A court in the Russian city of St. Petersburg sentenced anti-war activist Olga Smirnova to six years in prison on August 30 on a charge of spreading fake news about the armed forces.
I don't read russian but I think this is legit? I just copied and pasted her Cyrillic name in Duck Duck Go, so these might still be western propaganda targeted towards Russians like I said I don't speak or read Russian or know major outlets in Russia.
Here's a guy who got locked up for saying that if they try a local Jan 6th in Florida people need to be armed to resist. Dude got sentenced to 4 years of prison for posting about defending the country from Jan 6thers.
Not really, the one is a whistleblower leaking highly confidential information and the other is a simple person speaking out against their government's actions.
I'm not by any means saying that Manning didn't do the right thing and deserves jail, just that it isn't the same case.
All the same story, different sources (or bias). not including the NAFO dog community sabatoging that eco socialist (Dimitri Lascaris) trying to make peace talks in canada
edited for more clairty & details and spell check.
one is a whistleblower leaking highly confidential information and the other is a simple person speaking out against their government's actions
This level of detail is not included in the linked article. The article says "she placed materials about Russia's ongoing invasion of Ukraine on the Internet that contradicted official Defense Ministry statements." From the article, we have no idea what those materials were. Maybe they included classified information, maybe they included actually false information, maybe they included incitements to violence, we don't know.

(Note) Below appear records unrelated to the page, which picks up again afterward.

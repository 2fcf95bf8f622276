//! Storefront domain: value objects, aggregates and the events they raise.
pub mod aggregates;
pub mod events;
pub mod value_objects;
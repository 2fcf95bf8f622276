//! Admin inbox: support messages plus the cancel/return notes written by
//! the order service.

use chrono::{DateTime, Utc};
use std::sync::Arc;
use thiserror::Error;
use tracing::info;
use validator::Validate;
use crate::domain::aggregates::message::group_threads;
use crate::domain::aggregates::{AdminMessage, MessageKind, SupportThread};
use crate::session::SessionContext;
use crate::storage::MessageStore;
use crate::StoreError;

#[derive(Debug, Error)]
pub enum InboxError {
    #[error("Message not found")]
    NotFound,
    #[error("Invalid message: {0}")]
    Invalid(String),
    #[error(transparent)]
    Store(#[from] StoreError),
}

#[derive(Debug, Validate)]
struct MessageText {
    #[validate(length(min = 1, max = 2000))]
    text: String,
}

fn checked(text: &str) -> Result<String, InboxError> {
    let input = MessageText { text: text.trim().to_string() };
    input.validate().map_err(|e| InboxError::Invalid(e.to_string()))?;
    Ok(input.text)
}

pub struct InboxService {
    messages: Arc<dyn MessageStore>,
}

impl InboxService {
    pub fn new(messages: Arc<dyn MessageStore>) -> Self { Self { messages } }

    pub async fn open_support_request(&self, session: &SessionContext, text: &str, now: DateTime<Utc>) -> Result<AdminMessage, InboxError> {
        let message = AdminMessage::new(&session.user_id, None, MessageKind::Support, checked(text)?, now);
        self.messages.append(&message).await?;
        info!(user_id = %session.user_id, message_id = %message.id, "support request opened");
        Ok(message)
    }

    pub async fn customer_messages(&self, session: &SessionContext) -> Result<Vec<AdminMessage>, InboxError> {
        Ok(self.messages.list_for_customer(&session.user_id).await?)
    }

    pub async fn threads(&self) -> Result<Vec<SupportThread>, InboxError> {
        Ok(group_threads(self.messages.list_all().await?))
    }

    pub async fn mark_read(&self, message_id: &str) -> Result<AdminMessage, InboxError> {
        self.update(message_id, AdminMessage::mark_read).await
    }

    pub async fn reply(&self, message_id: &str, text: &str) -> Result<AdminMessage, InboxError> {
        let text = checked(text)?;
        self.update(message_id, |m| m.answer(text)).await
    }

    pub async fn resolve(&self, message_id: &str) -> Result<AdminMessage, InboxError> {
        self.update(message_id, AdminMessage::resolve).await
    }

    async fn update(&self, message_id: &str, f: impl FnOnce(&mut AdminMessage)) -> Result<AdminMessage, InboxError> {
        let mut message = self.messages.get(message_id).await?.ok_or(InboxError::NotFound)?;
        f(&mut message);
        self.messages.save(&message).await?;
        Ok(message)
    }
}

Radio Free Europe was created and grew in its early years through the efforts of the National Committee for a Free Europe (NCFE), an anti-communist CIA front organization that was formed by Allen Dulles in New York City in 1949. RFE/RL received funds covertly from the CIA until 1972. During RFE's earliest years of existence, the CIA and U.S. Department of State issued broad policy directives, and a system evolved where broadcast policy was determined through negotiation between them and RFE staff.

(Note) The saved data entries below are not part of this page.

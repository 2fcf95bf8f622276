//! Product Aggregate

use rust_decimal::Decimal;
use serde::{Deserialize, Serialize};
use thiserror::Error;
use crate::domain::value_objects::{Money, ProductId, ValueError};

/// Catalog product as the storefront sees it when a shopper adds it to the cart.
#[derive(Clone, Debug, PartialEq, Serialize, Deserialize)]
pub struct Product {
    id: ProductId,
    name: String,
    price: Money,
    image: Option<String>,
    category: Option<String>,
}

impl Product {
    pub fn new(id: ProductId, name: impl Into<String>, price: Decimal) -> Result<Self, ProductError> {
        let name = name.into();
        if name.trim().is_empty() { return Err(ProductError::MissingName); }
        Ok(Self { id, name, price: Money::new(price)?, image: None, category: None })
    }

    pub fn with_image(mut self, url: impl Into<String>) -> Self { self.image = Some(url.into()); self }
    pub fn with_category(mut self, category: impl Into<String>) -> Self { self.category = Some(category.into()); self }

    pub fn id(&self) -> &ProductId { &self.id }
    pub fn name(&self) -> &str { &self.name }
    pub fn price(&self) -> Money { self.price }
    pub fn image(&self) -> Option<&str> { self.image.as_deref() }
    pub fn category(&self) -> Option<&str> { self.category.as_deref() }

    pub fn update_price(&mut self, price: Decimal) -> Result<(), ProductError> {
        self.price = Money::new(price)?;
        Ok(())
    }
}

#[derive(Debug, Clone, PartialEq, Error)]
pub enum ProductError {
    #[error("Missing name")]
    MissingName,
    #[error(transparent)]
    Value(#[from] ValueError),
}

I tried to look through a lot of cases. It seemed like most every case was leaking information, threats of actual violence, stolen valor, or other generally agreed upon crimes. There's truth to the notion that a government is more likely to look for crimes if you're a specific person, but I don't know of anyone in the modern US who goes to jail for lying about things the army has done. I use the word "lying" because Russia courts make the claim that that's what happened here.
Also, there are more recent cases of Russia imprisoning someone for essentially this same crime.
The prosecution provided evidence that WikiLeaks helped Manning crack a password which would involve them in the leak itself. So saying he was just reporting on it is debatable.
Like Russia, the US prosecutes you for exposing the truth of what the US army does abroad. arguing that classified information keeps US citizens safe in their "work" abroad – not unique to the US but the US is the dominant world power still so it gets a lot of criticism from the left. It's hard to get the right perspective when you live in an imperial core that has done a lot to insulate its civilian populace from the impacts of conflict, and governments don't like it when whistleblowers make it easier.